• **What you have to do**
A word-for-word restatement of the listing is the only acceptable answer.

-----

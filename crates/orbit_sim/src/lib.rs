pub mod pipeline;
pub mod simulation;
pub mod state;

pub use simulation::{Frame, MassDraw, Simulation, TickOptions};
pub use state::RunState;
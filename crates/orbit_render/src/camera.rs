use bevy::prelude::*;

/// Marker for the single 2D camera
#[derive(Component)]
pub struct CanvasCamera;

/// World origin sits at the window center; the canvas maps onto it in `canvas`
pub fn spawn_camera(mut commands: Commands) {
    commands.spawn((Camera2d, CanvasCamera));
}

-----

• **Solution to the exercise**
filename crates/orbit_sim/src/lib.rs
pub mod pipeline;
pub mod simulation;
pub mod state;

pub use simulation::{Frame, MassDraw, Simulation, TickOptions};
pub use state::RunState;
filename crates/orbit_render/src/camera.rs
use bevy::prelude::*;

/// Marker for the single 2D camera
#[derive(Component)]
pub struct CanvasCamera;

/// World origin sits at the window center; the canvas maps onto it in `canvas`
pub fn spawn_camera(mut commands: Commands) {
    commands.spawn((Camera2d, CanvasCamera));
}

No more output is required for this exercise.